A detailed description of HTML can be found at http://www.w3.org/hypertext/WWW/MarkUp/MarkUp.html. However, perhaps the best way to learn is to view others' pages; the browsers allow you to easily view the HTML file that corresponds to a displayed page.


SPIB Home Page Viewed from Netscape

HTML Source

<HEAD>
<TITLE>Signal Processing Information Base (SPIB)</TITLE>
<H1>Signal Processing Information Base (SPIB)</H1>
<HR SIZE=4>
</HEAD>
<BODY>
The Signal Processing Information Base (SPIB) is a project sponsored 
by the Signal Processing Society and the National Science Foundation.  
SPIB contains information repositories of data, papers, software, 
newsgroups, bibliographies, links to other repositories, and 
addresses, all of which are relevant to signal processing research and 
development.
<P>
For general information, send e-mail to
<A HREF="mailto:spib@spib.rice.edu">spib@spib.rice.edu</A>
containing the message:
<PRE>
        send help
</PRE>
<UL>
<LI> <A HREF="gopher://spib.rice.edu:70/11/SPIB/addresses"> 
addresses</A>
<LI> <A HREF="gopher://spib.rice.edu:70/11/SPIB/bibliography"> Signal 
processing bibliography</A>
<LI> <A HREF="http://spib.rice.edu/directory.html"> data</A>
<LI> <A HREF="gopher://spib.rice.edu:70/11/SPIB/help"> help</A>
<LI> newsgroup and e-letter archives
<UL>
  <LI> <A HREF="gopher://spib.rice.edu:70/11/SPIB/news/e-letter"> 
        E-Letter on digital signal processing</A>
  <LI> <A HREF="gopher://spib.rice.edu:70/11/SPIB/news/imdsp-e-letter">
        E-Letter on image and multidimensional signal processing</A>
  <LI> <A HREF="gopher://spib.rice.edu:70/11/SPIB/news/comp.dsp"> 
        USENET digital signal processing newsgroup</A>
</UL>
<LI> <A HREF="http://spib.rice.edu/papers.html"> papers</A>
</UL>
<HR>
<ADDRESS>
--
<A HREF="mailto:spib-admin@spib.rice.edu">spib-admin@spib.rice.edu</A>
1/3/95
</ADDRESS>

Signal Processing Resources

The Signal Processing Society maintains a home page that provides a good entry point to signal processing resources located on the Web. Its URL is http://www.ieee.org/sp/. There, you will find descriptions of the Society and its governance, a calendar of workshops and conferences, and links to signal processing companies and research groups around the world. URL s to interactive signal processing design systems are also provided there.

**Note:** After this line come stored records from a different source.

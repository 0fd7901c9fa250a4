use super::{
    cold_protection::ColdProtectionRule, disease_pressure::DiseasePressureRule,
    dry_spell::DrySpellRule, heat_stress::HeatStressRule, heavy_rain::HeavyRainRule,
    low_humidity::LowHumidityRule, optimal_conditions::OptimalConditionsRule,
    rain_forecast::RainForecastRule, uv_protection::UvProtectionRule, wind::StrongWindRule, Rule,
};
use crate::models::{Forecast, Observation, Recommendation};

pub struct RulesEngine {
    rules: Vec<Box<dyn Rule>>,
}

impl RulesEngine {
    /// Rules run in this order and every match is kept, so the output order
    /// is stable before any urgency sort.
    pub fn new() -> Self {
        let rules: Vec<Box<dyn Rule>> = vec![
            Box::new(HeatStressRule),
            Box::new(ColdProtectionRule),
            Box::new(DiseasePressureRule),
            Box::new(LowHumidityRule),
            Box::new(StrongWindRule),
            Box::new(UvProtectionRule),
            Box::new(HeavyRainRule),
            Box::new(RainForecastRule),
            Box::new(DrySpellRule),
            Box::new(OptimalConditionsRule),
        ];

        Self { rules }
    }

    pub fn evaluate(&self, observation: &Observation, forecast: &Forecast) -> Vec<Recommendation> {
        let mut fired: Vec<Recommendation> = Vec::new();

        for rule in &self.rules {
            let preempted = rule
                .preempted_by()
                .iter()
                .any(|id| fired.iter().any(|r| r.id == *id));
            if preempted {
                tracing::trace!("Rule {} pre-empted", rule.id());
                continue;
            }

            if let Some(rec) = rule.evaluate(observation, forecast) {
                fired.push(rec);
            }
        }

        tracing::debug!(
            "{} of {} rules fired for {}",
            fired.len(),
            self.rules.len(),
            observation.location
        );
        fired
    }

    /// Evaluate one rule in isolation, ignoring pre-emption.
    pub fn evaluate_rule(
        &self,
        rule_id: &str,
        observation: &Observation,
        forecast: &Forecast,
    ) -> Option<Recommendation> {
        self.rules
            .iter()
            .find(|r| r.id() == rule_id)
            .and_then(|rule| rule.evaluate(observation, forecast))
    }

    pub fn list_rules(&self) -> Vec<(&'static str, &'static str)> {
        self.rules.iter().map(|r| (r.id(), r.name())).collect()
    }
}

impl Default for RulesEngine {
    fn default() -> Self {
        Self::new()
    }
}

#[cfg(test)]
mod tests {
    use super::*;
    use crate::logic::rules::testing::{forecast_with, neutral};
    use crate::models::Urgency;
    use std::collections::HashSet;

    fn ids(recs: &[Recommendation]) -> Vec<&str> {
        recs.iter().map(|r| r.id.as_str()).collect()
    }

    /// Neutral except outside the optimal band, so only the rule under test fires
    fn off_optimal() -> Observation {
        Observation {
            wind_speed: 6.0,
            ..neutral()
        }
    }

    #[test]
    fn empty_forecast_neutral_observation_is_only_optimal() {
        let recs = RulesEngine::new().evaluate(&neutral(), &Forecast::default());
        assert_eq!(ids(&recs), vec!["optimal_conditions"]);
    }

    #[test]
    fn stresses_do_not_suppress_each_other() {
        let obs = Observation {
            temperature: 38.0,
            wind_speed: 9.0,
            uv_index: 8.0,
            ..neutral()
        };
        let recs = RulesEngine::new().evaluate(&obs, &Forecast::default());
        assert_eq!(
            ids(&recs),
            vec![
                "high_temp_irrigation",
                "strong_wind_precautions",
                "high_uv_protection"
            ]
        );
    }

    #[test]
    fn optimal_is_additive() {
        let obs = Observation {
            temperature: 25.0,
            humidity: 55.0,
            wind_speed: 2.0,
            uv_index: 8.0,
            ..neutral()
        };
        let recs = RulesEngine::new().evaluate(&obs, &Forecast::default());
        assert_eq!(ids(&recs), vec!["high_uv_protection", "optimal_conditions"]);
    }

    #[test]
    fn heavy_rain_preempts_cumulative_rain() {
        let engine = RulesEngine::new();

        let recs = engine.evaluate(&off_optimal(), &forecast_with(&[75.0]));
        assert_eq!(ids(&recs), vec!["heavy_rain_prep"]);

        let recs = engine.evaluate(&off_optimal(), &forecast_with(&[25.0; 5]));
        assert_eq!(ids(&recs), vec!["rain_forecast_prep"]);
    }

    #[test]
    fn both_rain_conditions_true_fires_heavy_only() {
        // Sum 165 and one day above 70
        let forecast = forecast_with(&[80.0, 30.0, 30.0, 25.0]);
        let engine = RulesEngine::new();
        let recs = engine.evaluate(&off_optimal(), &forecast);
        assert_eq!(ids(&recs), vec!["heavy_rain_prep"]);

        // The cumulative rule on its own would have matched
        assert!(engine
            .evaluate_rule("rain_forecast_prep", &off_optimal(), &forecast)
            .is_some());
    }

    #[test]
    fn dry_spell_needs_both_conditions() {
        let engine = RulesEngine::new();
        let forecast = forecast_with(&[5.0, 5.0, 5.0]);

        let humid = Observation {
            humidity: 60.0,
            ..off_optimal()
        };
        assert!(engine.evaluate(&humid, &forecast).is_empty());

        let dry = Observation {
            humidity: 45.0,
            ..off_optimal()
        };
        assert_eq!(
            ids(&engine.evaluate(&dry, &forecast)),
            vec!["dry_weather_irrigation"]
        );
    }

    #[test]
    fn temperature_boundaries() {
        let engine = RulesEngine::new();
        let at = |t: f64| {
            engine.evaluate(
                &Observation {
                    temperature: t,
                    ..off_optimal()
                },
                &Forecast::default(),
            )
        };

        assert!(at(35.0).is_empty());
        assert_eq!(at(35.01)[0].urgency, Urgency::Medium);
        assert_eq!(at(40.0)[0].urgency, Urgency::Medium);
        assert_eq!(at(40.01)[0].urgency, Urgency::High);
        assert_eq!(ids(&at(9.0)), vec!["cold_protection"]);
    }

    #[test]
    fn humidity_wind_and_uv_boundaries() {
        let engine = RulesEngine::new();
        let run = |obs: Observation| engine.evaluate(&obs, &Forecast::default());

        assert!(run(Observation {
            humidity: 85.0,
            ..off_optimal()
        })
        .is_empty());
        assert_eq!(
            ids(&run(Observation {
                humidity: 85.01,
                ..off_optimal()
            })),
            vec!["high_humidity_disease_watch"]
        );

        // Humidity below 50 with an empty forecast also counts as a dry spell
        assert_eq!(
            ids(&run(Observation {
                humidity: 29.99,
                ..off_optimal()
            })),
            vec!["low_humidity_stress", "dry_weather_irrigation"]
        );
        assert_eq!(
            ids(&run(Observation {
                humidity: 30.0,
                ..off_optimal()
            })),
            vec!["dry_weather_irrigation"]
        );

        assert!(run(Observation {
            wind_speed: 8.0,
            ..neutral()
        })
        .is_empty());
        let wind = run(Observation {
            wind_speed: 12.01,
            ..neutral()
        });
        assert_eq!(ids(&wind), vec!["strong_wind_precautions"]);
        assert_eq!(wind[0].urgency, Urgency::High);

        assert!(run(Observation {
            uv_index: 7.0,
            ..off_optimal()
        })
        .is_empty());
    }

    #[test]
    fn everything_at_once_keeps_fixed_order() {
        let obs = Observation {
            temperature: 42.0,
            humidity: 20.0,
            wind_speed: 14.0,
            uv_index: 11.0,
            ..neutral()
        };
        let recs = RulesEngine::new().evaluate(&obs, &forecast_with(&[5.0, 80.0]));
        assert_eq!(
            ids(&recs),
            vec![
                "high_temp_irrigation",
                "low_humidity_stress",
                "strong_wind_precautions",
                "high_uv_protection",
                "heavy_rain_prep"
            ]
        );
    }

    #[test]
    fn ids_are_unique_within_a_response() {
        let obs = Observation {
            temperature: 5.0,
            humidity: 90.0,
            wind_speed: 10.0,
            uv_index: 9.0,
            ..neutral()
        };
        let recs = RulesEngine::new().evaluate(&obs, &forecast_with(&[30.0; 5]));
        let unique: HashSet<&str> = recs.iter().map(|r| r.id.as_str()).collect();
        assert_eq!(unique.len(), recs.len());
    }

    #[test]
    fn evaluation_is_idempotent() {
        let engine = RulesEngine::new();
        let obs = Observation {
            temperature: 36.0,
            humidity: 25.0,
            ..neutral()
        };
        let forecast = forecast_with(&[2.0, 3.0]);
        assert_eq!(
            engine.evaluate(&obs, &forecast),
            engine.evaluate(&obs, &forecast)
        );
    }

    #[test]
    fn rule_ids_match_recommendation_ids() {
        let engine = RulesEngine::new();
        let listed = engine.list_rules();
        assert_eq!(listed.len(), 10);
        assert_eq!(listed[0].0, "high_temp_irrigation");
        assert_eq!(listed[9].0, "optimal_conditions");

        let rec = engine
            .evaluate_rule("optimal_conditions", &neutral(), &Forecast::default())
            .unwrap();
        assert_eq!(rec.id, "optimal_conditions");
        assert!(engine
            .evaluate_rule("no_such_rule", &neutral(), &Forecast::default())
            .is_none());
    }
}
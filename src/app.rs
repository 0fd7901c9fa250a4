use crate::models::{FarmReport, Recommendation};

#[derive(Debug, Clone, Copy, PartialEq, Eq)]
pub enum Screen {
    Dashboard,
    Alerts,
    Recommendations,
}

impl Screen {
    pub fn from_key(c: char) -> Option<Self> {
        match c {
            '1' => Some(Screen::Dashboard),
            '2' => Some(Screen::Alerts),
            '3' => Some(Screen::Recommendations),
            _ => None,
        }
    }
}

/// Cursor over a list that may shrink between refreshes.
#[derive(Debug, Default)]
pub struct ListState {
    pub selected_index: usize,
}

impl ListState {
    pub fn next(&mut self, max: usize) {
        if max > 0 && self.selected_index < max - 1 {
            self.selected_index += 1;
        }
    }

    pub fn prev(&mut self) {
        if self.selected_index > 0 {
            self.selected_index -= 1;
        }
    }

    pub fn clamp(&mut self, len: usize) {
        self.selected_index = self.selected_index.min(len.saturating_sub(1));
    }
}

pub struct App {
    pub screen: Screen,
    pub should_quit: bool,

    pub report: Option<FarmReport>,
    /// Urgency-ordered copy of the report's recommendations
    pub sorted_recommendations: Vec<Recommendation>,

    pub alerts_state: ListState,
    pub recommendations_state: ListState,

    pub status_message: Option<String>,
    pub needs_refresh: bool,
}

impl App {
    pub fn new() -> Self {
        Self {
            screen: Screen::Dashboard,
            should_quit: false,
            report: None,
            sorted_recommendations: Vec::new(),
            alerts_state: ListState::default(),
            recommendations_state: ListState::default(),
            status_message: None,
            needs_refresh: false,
        }
    }

    pub fn switch_screen(&mut self, screen: Screen) {
        self.screen = screen;
    }

    pub fn quit(&mut self) {
        self.should_quit = true;
    }

    pub fn set_status(&mut self, message: &str) {
        self.status_message = Some(message.to_string());
    }

    pub fn request_refresh(&mut self) {
        self.needs_refresh = true;
        self.set_status("Refreshing data...");
    }

    pub fn update_report(&mut self, report: FarmReport) {
        self.sorted_recommendations = report.recommendations_by_urgency();
        self.alerts_state.clamp(report.alerts.len());
        self.recommendations_state
            .clamp(self.sorted_recommendations.len());
        self.report = Some(report);
    }

    pub fn alert_count(&self) -> usize {
        self.report.as_ref().map(|r| r.alerts.len()).unwrap_or(0)
    }
}

impl Default for App {
    fn default() -> Self {
        Self::new()
    }
}
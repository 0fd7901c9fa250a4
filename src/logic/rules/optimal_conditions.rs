use super::Rule;
use crate::models::{Forecast, Observation, Recommendation, RecommendationType, Urgency};

const TEMP_RANGE_C: (f64, f64) = (20.0, 30.0);
const HUMIDITY_RANGE: (f64, f64) = (40.0, 70.0);
const CALM_WIND_MS: f64 = 5.0;

/// Optimal conditions rule - positive confirmation that field work can go ahead
///
/// Conditions:
/// - Temperature 20-30°C inclusive
/// - Humidity 40-70% inclusive
/// - Wind below 5 m/s
///
/// Fires alongside any other rule; it is not a fallback for "nothing else fired".
pub struct OptimalConditionsRule;

impl Rule for OptimalConditionsRule {
    fn id(&self) -> &'static str {
        "optimal_conditions"
    }

    fn name(&self) -> &'static str {
        "Ideal Conditions for Farm Work"
    }

    fn evaluate(&self, observation: &Observation, _forecast: &Forecast) -> Option<Recommendation> {
        let temp = observation.temperature;
        let humidity = observation.humidity;

        let temp_ok = temp >= TEMP_RANGE_C.0 && temp <= TEMP_RANGE_C.1;
        let humidity_ok = humidity >= HUMIDITY_RANGE.0 && humidity <= HUMIDITY_RANGE.1;
        let calm = observation.wind_speed < CALM_WIND_MS;

        if !(temp_ok && humidity_ok && calm) {
            return None;
        }

        Some(
            Recommendation::new(
                self.id(),
                RecommendationType::Planting,
                Urgency::Low,
                self.name(),
                "Weather conditions are optimal for most farming activities including \
                 planting, spraying, and harvesting. Take advantage of these favorable \
                 conditions.",
            )
            .with_reason(format!(
                "Ideal temp ({}°C), humidity ({}%), and calm winds",
                temp, humidity
            )),
        )
    }
}

#[cfg(test)]
mod tests {
    use super::*;
    use crate::logic::rules::testing::neutral;

    fn fires(obs: &Observation) -> bool {
        OptimalConditionsRule
            .evaluate(obs, &Forecast::default())
            .is_some()
    }

    #[test]
    fn neutral_is_optimal() {
        let rec = OptimalConditionsRule
            .evaluate(&neutral(), &Forecast::default())
            .unwrap();
        assert_eq!(rec.urgency, Urgency::Low);
        assert_eq!(
            rec.weather_reason,
            "Ideal temp (25°C), humidity (55%), and calm winds"
        );
    }

    #[test]
    fn range_edges_are_inclusive() {
        let mut obs = neutral();
        obs.temperature = 20.0;
        obs.humidity = 70.0;
        assert!(fires(&obs));
        obs.temperature = 30.0;
        obs.humidity = 40.0;
        assert!(fires(&obs));
    }

    #[test]
    fn outside_any_range_does_not_fire() {
        assert!(!fires(&Observation {
            temperature: 30.5,
            ..neutral()
        }));
        assert!(!fires(&Observation {
            humidity: 39.0,
            ..neutral()
        }));
        assert!(!fires(&Observation {
            wind_speed: 5.0,
            ..neutral()
        }));
    }
}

Of special interest to the signal processing community is the Signal Processing Information Base (http://spib.rice.edu/spib.html). It serves as the repository of data and reference materials, such as preprints of articles (or links to them) that provide early dissemination of results in a primitive electronic form. Many of the data files are quite large. Consequently, we have designed a HTML interface to Matlab programs that allows users to preview data and to extract data segments (or download the entire file). At the moment, waveform and spectral displays are provided; an example of how this interface can be used is shown in the accompanying figure. Depicted there is a spectrogram of a segment taken from an acoustic recording of a machine gun. We intend to add more previewing schemes in the future. To access the previewer, go to the SPIB home page and select data.


Data Previewing using Web/Matlab


Bibliography

  1. D.H. Johnson and P.N. Shami. The Signal Processing Information Base. Signal Processing Magazine, 10: 36-42, October 1993.
  2. Regulating cyberspace. Science, 268: 628-629, 5 May 1995.